Hello everyone, this is my first post..I have recently began doing some side consulting work, my background is in live broadcast operations and electronic retailing...I have experience with many bonded cellular solutions, Dejero, LiveU, TVU, Liveshot, etc...my most recent client has a unique situation...they want to be able to stream from anywhere without relying on the venues internet. They typically hardwire into to a modem or use WIFI, but after a few failures then want a better solution. I suggested some kind of bonded solution...it turns out the client only wants to stream to instagram, which means to execute an elevated multi-camera production you need to employ a third party work-around called yellow duck. Our current solution is to feed yellow duck from the OBS encoder.
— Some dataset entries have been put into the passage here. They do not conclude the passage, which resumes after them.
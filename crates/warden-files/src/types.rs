//! Allowed file types per category
//!
//! The table is external configuration: extensions, MIME types and size
//! limits per [`FileCategory`], plus image dimension limits. Durations for
//! audio and video are advisory and never verified here.

use crate::signature::normalize_mime;
use serde::{Deserialize, Serialize};
use warden_core::FileCategory;

const MB: u64 = 1024 * 1024;

/// Constraints for one category
#[derive(Debug, Clone, PartialEq, Eq, Serialize, Deserialize)]
pub struct FileTypeRule {
    pub category: FileCategory,
    /// Lowercase extensions without the leading dot
    pub extensions: Vec<String>,
    pub mime_types: Vec<String>,
    /// Maximum size in bytes
    pub max_size: u64,
    #[serde(default)]
    pub max_width: Option<u32>,
    #[serde(default)]
    pub max_height: Option<u32>,
    /// Advisory only
    #[serde(default)]
    pub max_duration_secs: Option<u32>,
}

impl FileTypeRule {
    fn new(category: FileCategory, extensions: &[&str], mime_types: &[&str], max_size: u64) -> Self {
        Self {
            category,
            extensions: extensions.iter().map(|s| s.to_string()).collect(),
            mime_types: mime_types.iter().map(|s| s.to_string()).collect(),
            max_size,
            max_width: None,
            max_height: None,
            max_duration_secs: None,
        }
    }

    pub fn matches_extension(&self, extension: &str) -> bool {
        self.extensions.iter().any(|e| e.eq_ignore_ascii_case(extension))
    }

    pub fn matches_mime(&self, mime: &str) -> bool {
        let mime = normalize_mime(mime);
        self.mime_types.iter().any(|m| m.eq_ignore_ascii_case(&mime))
    }
}

/// How a file was matched against the table
#[derive(Debug, Clone, Copy, PartialEq, Eq)]
pub enum TypeMatch<'a> {
    /// Extension and MIME type agree on one rule
    Both(&'a FileTypeRule),
    /// Only the extension matched; the MIME type is unknown or points elsewhere
    Extension(&'a FileTypeRule),
    /// Only the declared MIME type matched
    Mime(&'a FileTypeRule),
}

impl<'a> TypeMatch<'a> {
    pub fn rule(&self) -> &'a FileTypeRule {
        match self {
            TypeMatch::Both(rule) | TypeMatch::Extension(rule) | TypeMatch::Mime(rule) => rule,
        }
    }
}

/// The allowed types
#[derive(Debug, Clone, PartialEq, Eq, Serialize, Deserialize)]
#[serde(default)]
pub struct FileTypeTable {
    pub rules: Vec<FileTypeRule>,
}

impl Default for FileTypeTable {
    fn default() -> Self {
        let mut image = FileTypeRule::new(
            FileCategory::Image,
            &["jpg", "jpeg", "png", "gif", "webp", "bmp"],
            &["image/jpeg", "image/jpg", "image/pjpeg", "image/png", "image/gif", "image/webp", "image/bmp"],
            10 * MB,
        );
        image.max_width = Some(4096);
        image.max_height = Some(4096);

        let mut video = FileTypeRule::new(
            FileCategory::Video,
            &["mp4", "mov", "webm", "mpeg", "mpg", "avi"],
            &["video/mp4", "video/quicktime", "video/webm", "video/mpeg", "video/x-msvideo"],
            100 * MB,
        );
        video.max_duration_secs = Some(600);

        let document = FileTypeRule::new(
            FileCategory::Document,
            &["pdf", "doc", "docx", "xls", "xlsx", "ppt", "pptx", "txt", "csv", "rtf"],
            &[
                "application/pdf",
                "application/msword",
                "application/vnd.openxmlformats-officedocument.wordprocessingml.document",
                "application/vnd.ms-excel",
                "application/vnd.openxmlformats-officedocument.spreadsheetml.sheet",
                "application/vnd.ms-powerpoint",
                "application/vnd.openxmlformats-officedocument.presentationml.presentation",
                "text/plain",
                "text/csv",
                "application/rtf",
            ],
            25 * MB,
        );

        let mut audio = FileTypeRule::new(
            FileCategory::Audio,
            &["mp3", "wav", "ogg", "m4a", "flac"],
            &["audio/mpeg", "audio/wav", "audio/x-wav", "audio/wave", "audio/ogg", "audio/mp4", "audio/x-m4a", "audio/flac"],
            50 * MB,
        );
        audio.max_duration_secs = Some(600);

        Self {
            rules: vec![image, video, document, audio],
        }
    }
}

impl FileTypeTable {
    /// Keep only the given categories
    pub fn only(mut self, categories: &[FileCategory]) -> Self {
        self.rules.retain(|r| categories.contains(&r.category));
        self
    }

    pub fn rule(&self, category: FileCategory) -> Option<&FileTypeRule> {
        self.rules.iter().find(|r| r.category == category)
    }

    /// Match by extension OR declared MIME type, preferring a rule both agree on
    pub fn match_file(&self, extension: Option<&str>, mime: &str) -> Option<TypeMatch<'_>> {
        let by_extension = extension.and_then(|ext| self.rules.iter().find(|r| r.matches_extension(ext)));

        if let Some(rule) = by_extension {
            if rule.matches_mime(mime) {
                return Some(TypeMatch::Both(rule));
            }
        }
        if let Some(ext) = extension {
            if let Some(rule) = self
                .rules
                .iter()
                .find(|r| r.matches_extension(ext) && r.matches_mime(mime))
            {
                return Some(TypeMatch::Both(rule));
            }
        }

        by_extension
            .map(TypeMatch::Extension)
            .or_else(|| self.rules.iter().find(|r| r.matches_mime(mime)).map(TypeMatch::Mime))
    }

    /// Every invalid entry, reported together
    pub fn problems(&self) -> Vec<String> {
        let mut problems = Vec::new();
        for rule in &self.rules {
            if rule.max_size == 0 {
                problems.push(format!("{} max_size must be positive", rule.category));
            }
            if rule.extensions.is_empty() && rule.mime_types.is_empty() {
                problems.push(format!("{} has no extensions or MIME types", rule.category));
            }
            for ext in &rule.extensions {
                if ext.starts_with('.') || ext.is_empty() {
                    problems.push(format!("{} extension '{}' must not be empty or start with '.'", rule.category, ext));
                }
            }
        }
        for category in FileCategory::ALL {
            if self.rules.iter().filter(|r| r.category == category).count() > 1 {
                problems.push(format!("{} is declared more than once", category));
            }
        }
        problems
    }
}

/// Final extension of a file name, lowercased
///
/// Trailing dots and whitespace are ignored, since many filesystems drop
/// them on write and `shell.php.` lands on disk as `shell.php`.
pub fn extension_of(name: &str) -> Option<String> {
    let base = name.rsplit(['/', '\\']).next().unwrap_or(name);
    let base = base.trim_end_matches(|c: char| c == '.' || c.is_whitespace());
    let (stem, ext) = base.rsplit_once('.')?;
    if stem.is_empty() && !base.starts_with('.') || ext.is_empty() {
        return None;
    }
    Some(ext.to_ascii_lowercase())
}

/// Best-effort MIME type for a known extension
pub fn mime_for_extension(extension: &str) -> Option<&'static str> {
    let mime = match extension.to_ascii_lowercase().as_str() {
        "jpg" | "jpeg" => "image/jpeg",
        "png" => "image/png",
        "gif" => "image/gif",
        "webp" => "image/webp",
        "bmp" => "image/bmp",
        "tif" | "tiff" => "image/tiff",
        "svg" => "image/svg+xml",
        "mp4" => "video/mp4",
        "mov" => "video/quicktime",
        "webm" => "video/webm",
        "mpeg" | "mpg" => "video/mpeg",
        "avi" => "video/x-msvideo",
        "pdf" => "application/pdf",
        "doc" => "application/msword",
        "docx" => "application/vnd.openxmlformats-officedocument.wordprocessingml.document",
        "xls" => "application/vnd.ms-excel",
        "xlsx" => "application/vnd.openxmlformats-officedocument.spreadsheetml.sheet",
        "ppt" => "application/vnd.ms-powerpoint",
        "pptx" => "application/vnd.openxmlformats-officedocument.presentationml.presentation",
        "txt" => "text/plain",
        "csv" => "text/csv",
        "rtf" => "application/rtf",
        "html" | "htm" => "text/html",
        "json" => "application/json",
        "zip" => "application/zip",
        "mp3" => "audio/mpeg",
        "wav" => "audio/wav",
        "ogg" => "audio/ogg",
        "m4a" => "audio/mp4",
        "flac" => "audio/flac",
        "exe" | "dll" => "application/x-msdownload",
        "sh" => "application/x-sh",
        "php" => "application/x-php",
        "js" => "text/javascript",
        _ => return None,
    };
    Some(mime)
}
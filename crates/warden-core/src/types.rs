//! Shared domain types
//!
//! Operations keyed by the rate limiter, file categories used by the upload
//! validator and the contexts understood by the sanitizer.

use serde::{Deserialize, Serialize};
use std::str::FromStr;

/// A sensitive operation subject to rate limiting
#[derive(Debug, Clone, PartialEq, Eq, Hash, Serialize, Deserialize)]
#[serde(from = "String", into = "String")]
pub enum Operation {
    /// Login / token exchange
    Auth,
    /// General API calls
    Api,
    /// File uploads
    Upload,
    /// Search queries
    Search,
    /// Password reset requests
    PasswordReset,
    /// Any other named operation
    Custom(String),
}

impl Operation {
    /// Stable name of the operation
    pub fn as_str(&self) -> &str {
        match self {
            Operation::Auth => "auth",
            Operation::Api => "api",
            Operation::Upload => "upload",
            Operation::Search => "search",
            Operation::PasswordReset => "password_reset",
            Operation::Custom(name) => name,
        }
    }
}

impl From<&str> for Operation {
    fn from(s: &str) -> Self {
        match s.trim().to_ascii_lowercase().as_str() {
            "auth" => Operation::Auth,
            "api" => Operation::Api,
            "upload" => Operation::Upload,
            "search" => Operation::Search,
            "password_reset" => Operation::PasswordReset,
            other => Operation::Custom(other.to_string()),
        }
    }
}

impl From<String> for Operation {
    fn from(s: String) -> Self {
        Operation::from(s.as_str())
    }
}

impl From<Operation> for String {
    fn from(op: Operation) -> Self {
        op.as_str().to_string()
    }
}

impl std::fmt::Display for Operation {
    fn fmt(&self, f: &mut std::fmt::Formatter<'_>) -> std::fmt::Result {
        f.write_str(self.as_str())
    }
}

/// Broad category an uploaded file belongs to
#[derive(Debug, Clone, Copy, PartialEq, Eq, Hash, PartialOrd, Ord, Serialize, Deserialize)]
#[serde(rename_all = "snake_case")]
pub enum FileCategory {
    Image,
    Video,
    Document,
    Audio,
}

impl FileCategory {
    /// All categories in table order
    pub const ALL: [FileCategory; 4] = [
        FileCategory::Image,
        FileCategory::Video,
        FileCategory::Document,
        FileCategory::Audio,
    ];

    pub fn as_str(&self) -> &'static str {
        match self {
            FileCategory::Image => "image",
            FileCategory::Video => "video",
            FileCategory::Document => "document",
            FileCategory::Audio => "audio",
        }
    }
}

impl std::fmt::Display for FileCategory {
    fn fmt(&self, f: &mut std::fmt::Formatter<'_>) -> std::fmt::Result {
        f.write_str(self.as_str())
    }
}

/// Context an untrusted string is sanitized for
#[derive(Debug, Clone, Copy, PartialEq, Eq, Hash, Serialize, Deserialize)]
#[serde(rename_all = "snake_case")]
pub enum SanitizationContext {
    Html,
    Text,
    Email,
    Url,
    Filename,
    Json,
    Sql,
}

impl SanitizationContext {
    pub fn as_str(&self) -> &'static str {
        match self {
            SanitizationContext::Html => "html",
            SanitizationContext::Text => "text",
            SanitizationContext::Email => "email",
            SanitizationContext::Url => "url",
            SanitizationContext::Filename => "filename",
            SanitizationContext::Json => "json",
            SanitizationContext::Sql => "sql",
        }
    }
}

impl FromStr for SanitizationContext {
    type Err = crate::Error;

    fn from_str(s: &str) -> crate::Result<Self> {
        match s.trim().to_ascii_lowercase().as_str() {
            "html" => Ok(SanitizationContext::Html),
            "text" => Ok(SanitizationContext::Text),
            "email" => Ok(SanitizationContext::Email),
            "url" => Ok(SanitizationContext::Url),
            "filename" => Ok(SanitizationContext::Filename),
            "json" => Ok(SanitizationContext::Json),
            "sql" => Ok(SanitizationContext::Sql),
            other => Err(crate::Error::Configuration(format!(
                "unknown sanitization context: {}",
                other
            ))),
        }
    }
}

impl std::fmt::Display for SanitizationContext {
    fn fmt(&self, f: &mut std::fmt::Formatter<'_>) -> std::fmt::Result {
        f.write_str(self.as_str())
    }
}
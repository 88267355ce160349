//! Where upload bytes come from
//!
//! The validator only needs a name, a declared MIME type, a size and,
//! when it gets that far, the content. Reading the content is the one
//! suspension point in validation and is bounded by a read timeout.

use async_trait::async_trait;
use std::path::{Path, PathBuf};
use std::time::Duration;
use tracing::warn;
use warden_core::{Error, Result};

use crate::types::{extension_of, mime_for_extension};

/// MIME type assumed when nothing better is known
pub const DEFAULT_MIME: &str = "application/octet-stream";

/// A file offered for validation
#[async_trait]
pub trait FileSource: Send + Sync {
    /// Name as supplied by the uploader
    fn name(&self) -> &str;

    /// MIME type as declared by the uploader
    fn declared_mime(&self) -> &str;

    /// Size in bytes, known without reading the content
    fn size(&self) -> u64;

    /// Full content
    async fn read_all(&self) -> Result<Vec<u8>>;
}

/// Read a source's content, failing with [`Error::Timeout`] past `limit`
pub async fn load_with_timeout(source: &dyn FileSource, limit: Duration) -> Result<Vec<u8>> {
    match tokio::time::timeout(limit, source.read_all()).await {
        Ok(result) => result,
        Err(_) => {
            warn!(file = %source.name(), timeout = ?limit, "File read timed out");
            Err(Error::Timeout(limit))
        }
    }
}

/// An upload already held in memory
#[derive(Debug, Clone, PartialEq, Eq)]
pub struct UploadedFile {
    pub name: String,
    pub mime: String,
    pub bytes: Vec<u8>,
}

impl UploadedFile {
    pub fn new(name: impl Into<String>, mime: impl Into<String>, bytes: impl Into<Vec<u8>>) -> Self {
        Self {
            name: name.into(),
            mime: mime.into(),
            bytes: bytes.into(),
        }
    }
}

#[async_trait]
impl FileSource for UploadedFile {
    fn name(&self) -> &str {
        &self.name
    }

    fn declared_mime(&self) -> &str {
        &self.mime
    }

    fn size(&self) -> u64 {
        self.bytes.len() as u64
    }

    async fn read_all(&self) -> Result<Vec<u8>> {
        Ok(self.bytes.clone())
    }
}

/// A file on local disk; its MIME type is guessed from the extension
#[derive(Debug, Clone)]
pub struct DiskFile {
    path: PathBuf,
    name: String,
    mime: String,
    size: u64,
}

impl DiskFile {
    pub async fn open(path: impl AsRef<Path>) -> Result<Self> {
        let path = path.as_ref().to_path_buf();
        let metadata = tokio::fs::metadata(&path).await?;
        if !metadata.is_file() {
            return Err(Error::Io(std::io::Error::new(
                std::io::ErrorKind::InvalidInput,
                format!("{} is not a regular file", path.display()),
            )));
        }

        let name = path
            .file_name()
            .map(|n| n.to_string_lossy().into_owned())
            .unwrap_or_default();
        let mime = extension_of(&name)
            .and_then(|ext| mime_for_extension(&ext))
            .unwrap_or(DEFAULT_MIME)
            .to_string();

        Ok(Self {
            path,
            name,
            mime,
            size: metadata.len(),
        })
    }

    /// Override the guessed MIME type
    pub fn with_mime(mut self, mime: impl Into<String>) -> Self {
        self.mime = mime.into();
        self
    }

    pub fn path(&self) -> &Path {
        &self.path
    }
}

#[async_trait]
impl FileSource for DiskFile {
    fn name(&self) -> &str {
        &self.name
    }

    fn declared_mime(&self) -> &str {
        &self.mime
    }

    fn size(&self) -> u64 {
        self.size
    }

    async fn read_all(&self) -> Result<Vec<u8>> {
        Ok(tokio::fs::read(&self.path).await?)
    }
}

#[cfg(test)]
mod tests {
    use super::*;
    use std::io::Write;
    use tempfile::NamedTempFile;

    struct StalledFile;

    #[async_trait]
    impl FileSource for StalledFile {
        fn name(&self) -> &str {
            "stalled.txt"
        }

        fn declared_mime(&self) -> &str {
            "text/plain"
        }

        fn size(&self) -> u64 {
            10
        }

        async fn read_all(&self) -> Result<Vec<u8>> {
            tokio::time::sleep(Duration::from_secs(60)).await;
            Ok(Vec::new())
        }
    }

    #[tokio::test]
    async fn test_uploaded_file() {
        let file = UploadedFile::new("a.txt", "text/plain", b"hello".to_vec());
        assert_eq!(file.size(), 5);
        let bytes = load_with_timeout(&file, Duration::from_secs(1)).await.unwrap();
        assert_eq!(bytes, b"hello");
    }

    #[tokio::test]
    async fn test_disk_file() {
        let mut temp = tempfile::Builder::new().suffix(".png").tempfile().unwrap();
        temp.write_all(b"\x89PNG\r\n\x1a\n").unwrap();

        let file = DiskFile::open(temp.path()).await.unwrap();
        assert_eq!(file.declared_mime(), "image/png");
        assert_eq!(file.size(), 8);
        assert!(file.name().ends_with(".png"));
        assert_eq!(file.read_all().await.unwrap().len(), 8);

        let plain = NamedTempFile::new().unwrap();
        let file = DiskFile::open(plain.path()).await.unwrap();
        assert_eq!(file.declared_mime(), DEFAULT_MIME);
    }

    #[tokio::test]
    async fn test_disk_file_missing_or_directory() {
        let dir = tempfile::tempdir().unwrap();
        assert!(DiskFile::open(dir.path()).await.is_err());
        assert!(DiskFile::open(dir.path().join("missing.txt")).await.is_err());
    }

    #[tokio::test]
    async fn test_read_timeout() {
        let err = load_with_timeout(&StalledFile, Duration::from_millis(50)).await.unwrap_err();
        assert!(matches!(err, Error::Timeout(_)));
        assert_eq!(err.status_code(), 408);
    }
}
//! Error types for dictionary loading and case files.
//!
//! A query that finds no chain is not an error; the solver returns `None` for it.

use std::io;
use std::path::PathBuf;

use thiserror::Error;

/// The dictionary source could not be turned into a [`Dictionary`](crate::Dictionary).
///
/// Fatal to every query that depends on the dictionary.
#[derive(Debug, Error)]
pub enum DictionaryError {
    /// The source could not be opened.
    #[error("cannot open dictionary '{}': {source}", .path.display())]
    Open {
        path: PathBuf,
        #[source]
        source: io::Error,
    },

    /// The source was opened but failed part-way through reading.
    #[error("cannot read dictionary '{}': {source}", .path.display())]
    Read {
        path: PathBuf,
        #[source]
        source: io::Error,
    },
}

impl DictionaryError {
    /// Path of the source that failed.
    pub fn path(&self) -> &std::path::Path {
        match self {
            DictionaryError::Open { path, .. } | DictionaryError::Read { path, .. } => path,
        }
    }
}

/// A ladder case file could not be read or parsed.
#[derive(Debug, Error)]
pub enum CaseParseError {
    #[error("cannot read case file '{}': {source}", .path.display())]
    Io {
        path: PathBuf,
        #[source]
        source: io::Error,
    },

    /// Line numbers start at 1.
    #[error("line {line}: {reason}")]
    Malformed { line: usize, reason: String },
}
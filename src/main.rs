//! Word Ladder CLI
//!
//! One-shot and interactive front end for the shortest word ladder solver.

use std::io::{self, BufRead, Write};
use std::path::PathBuf;
use std::process;

use tracing_subscriber::EnvFilter;
use word_ladder::harness::{load_cases, run_cases};
use word_ladder::{
    neighbors, normalize, CaseOutcome, CaseReport, Dictionary, DictionarySource, HarnessSummary,
    LadderCase, LadderSolver,
};

const BANNER_TEXT: &str = include_str!("text/banner.txt");
const USAGE_TEXT: &str = include_str!("text/usage.txt");
const SEPARATOR_WIDTH: usize = 55;

fn init_logging() {
    let filter = EnvFilter::try_from_default_env().unwrap_or_else(|_| EnvFilter::new("warn"));
    tracing_subscriber::fmt()
        .with_env_filter(filter)
        .with_writer(io::stderr)
        .init();
}

/// Pull `--dict PATH` (or `--dict=PATH`) out of the argument list.
fn split_dict_flag(args: Vec<String>) -> Result<(Option<PathBuf>, Vec<String>), String> {
    let mut dict = None;
    let mut rest = Vec::new();
    let mut iter = args.into_iter();

    while let Some(arg) = iter.next() {
        if arg == "--dict" || arg == "-d" {
            match iter.next() {
                Some(path) => dict = Some(PathBuf::from(path)),
                None => return Err(format!("{} requires a path", arg)),
            }
        } else if let Some(path) = arg.strip_prefix("--dict=") {
            dict = Some(PathBuf::from(path));
        } else {
            rest.push(arg);
        }
    }

    Ok((dict, rest))
}

fn load_dictionary(source: &DictionarySource) -> Dictionary {
    match source.load() {
        Ok(dictionary) => dictionary,
        Err(err) => {
            eprintln!("Error: {}", err);
            eprintln!("No queries were run.");
            process::exit(2);
        }
    }
}

fn print_banner() {
    for line in BANNER_TEXT.lines().take(6) {
        println!("{}", line);
    }
}

fn print_help() {
    println!("{}", BANNER_TEXT);
}

fn print_chain_result(solver: &LadderSolver<'_>, start: &str, end: &str) {
    let (chain, stats) = solver.find_chain_with_stats(start, end);
    match chain {
        Some(chain) => {
            println!(
                "Word chain from {} to {}: {}",
                chain.start().unwrap_or(start),
                chain.end().unwrap_or(end),
                chain
            );
            println!(
                "  {} step(s), {} words visited, {} expanded",
                chain.steps(),
                stats.visited,
                stats.expanded
            );
        }
        None => {
            println!("No word chain found from {} to {}", normalize(start), normalize(end));
            println!("  {} words visited", stats.visited);
        }
    }
}

fn print_neighbors(dictionary: &Dictionary, word: &str) {
    let word = normalize(word);
    let found = neighbors(&word, dictionary);
    if found.is_empty() {
        println!("No neighbors of {} in the dictionary.", word);
    } else {
        println!("{} neighbor(s) of {}: {}", found.len(), word, found.join(", "));
    }
}

fn print_report(index: usize, report: &CaseReport) {
    let case = &report.case;
    println!(
        "Test case {}: start={} end={} elapsed={:.3?}",
        index + 1,
        case.start,
        case.end,
        report.elapsed
    );

    match (report.outcome, &report.actual) {
        (CaseOutcome::Passed, Some(chain)) => {
            println!("Test case passed!");
            println!("Word chain from {} to {}: {}", case.start, case.end, chain);
        }
        (CaseOutcome::Passed, None) => {
            println!("Test case passed!");
            println!("No word chain found from {} to {}", case.start, case.end);
        }
        (CaseOutcome::Mismatch, Some(chain)) => {
            println!("Test case failed.");
            println!("  expected: {}", case.expected.as_deref().unwrap_or_default().join(" -> "));
            println!("  actual:   {}", chain);
        }
        (CaseOutcome::Unexpected, Some(chain)) => {
            println!("Test case failed.");
            println!("  expected no chain, found: {}", chain);
        }
        _ => {
            println!("Test case failed.");
            println!("No word chain found from {} to {}", case.start, case.end);
        }
    }
    println!("{}", "-".repeat(SEPARATOR_WIDTH));
}

/// Run the cases and print the reports. Returns the summary for the exit status.
fn run_check(solver: &LadderSolver<'_>, cases: &[LadderCase]) -> HarnessSummary {
    let reports = run_cases(solver, cases);
    for (i, report) in reports.iter().enumerate() {
        print_report(i, report);
    }

    let summary = HarnessSummary::from_reports(&reports);
    println!(
        "{} of {} case(s) passed in {:.3?}",
        summary.passed,
        summary.total(),
        summary.elapsed
    );
    summary
}

fn run_interactive(dictionary: &Dictionary, source: &DictionarySource) -> io::Result<()> {
    print_banner();
    println!();
    println!("Loaded {} words from {}.", dictionary.len(), source);
    println!("Type 'help' for commands.");
    println!();

    let solver = LadderSolver::new(dictionary);
    let stdin = io::stdin();
    let mut stdout = io::stdout();

    loop {
        print!("> ");
        stdout.flush()?;

        let mut line = String::new();
        if stdin.lock().read_line(&mut line)? == 0 {
            break;
        }

        let parts: Vec<&str> = line.split_whitespace().collect();
        if parts.is_empty() {
            continue;
        }

        match parts[0].to_lowercase().as_str() {
            "help" | "h" | "?" => {
                print_help();
            }
            "quit" | "exit" | "q" => {
                println!("Goodbye!");
                break;
            }
            "ladder" | "l" | "chain" => {
                if parts.len() < 3 {
                    println!("Usage: ladder <start> <end>");
                    println!("Example: ladder cold warm");
                    continue;
                }
                println!();
                print_chain_result(&solver, parts[1], parts[2]);
                println!();
            }
            "neighbors" | "n" => {
                if parts.len() < 2 {
                    println!("Usage: neighbors <word>");
                    continue;
                }
                print_neighbors(dictionary, parts[1]);
            }
            "check" => {
                println!();
                run_check(&solver, &LadderCase::builtin());
                println!();
            }
            "stats" => {
                let mut by_length = std::collections::BTreeMap::new();
                for word in dictionary.iter() {
                    *by_length.entry(word.chars().count()).or_insert(0usize) += 1;
                }
                println!();
                println!("Source: {}", source);
                println!("Words: {}", dictionary.len());
                for (length, count) in by_length {
                    println!("  {:>2} letters: {:>6}", length, count);
                }
                println!();
            }
            _ => {
                println!("Unknown command: {}", parts[0]);
                println!("Type 'help' for available commands.");
            }
        }
    }

    Ok(())
}

fn main() {
    init_logging();

    let args: Vec<String> = std::env::args().skip(1).collect();
    let (dict_path, args) = match split_dict_flag(args) {
        Ok(split) => split,
        Err(message) => {
            eprintln!("{}", message);
            eprintln!("Use --help for usage information.");
            process::exit(1);
        }
    };

    if matches!(args.first().map(String::as_str), Some("--help" | "-h" | "help")) {
        println!("{}", USAGE_TEXT);
        return;
    }

    let source = DictionarySource::resolve(dict_path);
    let dictionary = load_dictionary(&source);
    let solver = LadderSolver::new(&dictionary);

    match args.first().map(String::as_str) {
        None => {
            if let Err(err) = run_interactive(&dictionary, &source) {
                eprintln!("Error: {}", err);
                process::exit(1);
            }
        }
        Some("check") => {
            let cases = match args.get(1) {
                Some(path) => match load_cases(path) {
                    Ok(cases) => cases,
                    Err(err) => {
                        eprintln!("Error: {}", err);
                        process::exit(1);
                    }
                },
                None => LadderCase::builtin(),
            };
            if !run_check(&solver, &cases).all_passed() {
                process::exit(1);
            }
        }
        Some("neighbors") => match args.get(1) {
            Some(word) => print_neighbors(&dictionary, word),
            None => {
                eprintln!("Usage: word-ladder neighbors <word>");
                process::exit(1);
            }
        },
        Some(start) => match args.get(1) {
            Some(end) if args.len() == 2 => print_chain_result(&solver, start, end),
            _ => {
                eprintln!("Usage: word-ladder <start> <end>");
                eprintln!("Use --help for usage information.");
                process::exit(1);
            }
        },
    }
}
What i have come to realize is that most bonded solutions do encoding as well, IE LiveU Solo, VidiuGo etc...but I just want an access point, no encoding needed, I may also want others to be able to log on, so if it can create a hot spot that would be great, so others can access comments, emails etc... I am currently looking at Mushroom Networks, Peplink, MineMedia to name a few...also Teradek Link Pro, not to be confused with the VidUGo 

Wondering if anyone has advice on this topic and if it matters if the bonded solution has an encoder or not...OBS info states you can not use an external hardware encoder in conjunction with it? Not sure where i read this or if it is true...very difficult to test with having the bonded solutions on site...cheers, let me know!


----------



## macsound (Aug 17, 2020)

What I'd be most worried about is Yellow Duck.
I don't know who makes this app or api. They don't have an about page. Basing your whole project on this no-name "connector" isn't probably the best idea. FB/ Instagram might kill or change what makes this thing work any time. Which based on their current efforts to unite Messenger (which is probably because of backend simplification) they may also be making other unification decisions soon.


----------



## FMEng (Aug 17, 2020)

I think, the Peplink Max HD series will do what you want.
https://www.peplink.com/products/max-hd-series/

I have purchased Peplink products through https://5gstore.com/

It's industrial strength equipment, with a commensurate price tag.


----------



## TimMc (Aug 18, 2020)

FMEng said:


> I think, the Peplink Max HD series will do what you want.
> https://www.peplink.com/products/max-hd-series/
> 
> I have purchased Peplink products through https://5gstore.com/
> ...


Cradlepoint has the gear but it looks like they're more into selling their cloud network these days.


----------



## TheLauz (Aug 18, 2020)

Thanks all...I appreciate the feedback...I am narrowing it down to Peplink and Mushroom networks...I would love to go with the VidiuGo or a LiveU solo as they seem to be the most affordable, will either product generate an access point or hotspot or are they just essentially bonded cellular encoders? IE they are all toted as "streaming" appliances. I have questions into their sales and support as well. I am trying to work with the client to convince them that they should be steaming on other platforms that are more conducive to a bigger production set up...hopefully they see it my way...cheers!


----------



## Ben Stiegler (Aug 19, 2020)

I've sold and managed Mushroom networks way back when they were 5 people ... it's good stuff. BUT

- if you can't get clean upstream bandwidth at a site (cow pasture? Parking lot? ) then the rest of the toys won't help much. If an audience is allowedto be present, they will gobble up tons of cell tower bandwidth ... all those background apps chugging away even if no one is looking at their phone. I would dig into the root causes ofprior failures using venue bandwidth. In most cases, that is goingto be your most solid option. Then you can use a cradle point or similar for a bonded 2nd path. Note ... in IT, the model is called SD-WAN and the edge device used for bonding and monitoring is something more specialized. These can be provided on an aaS basis.PM me to get into more specifics.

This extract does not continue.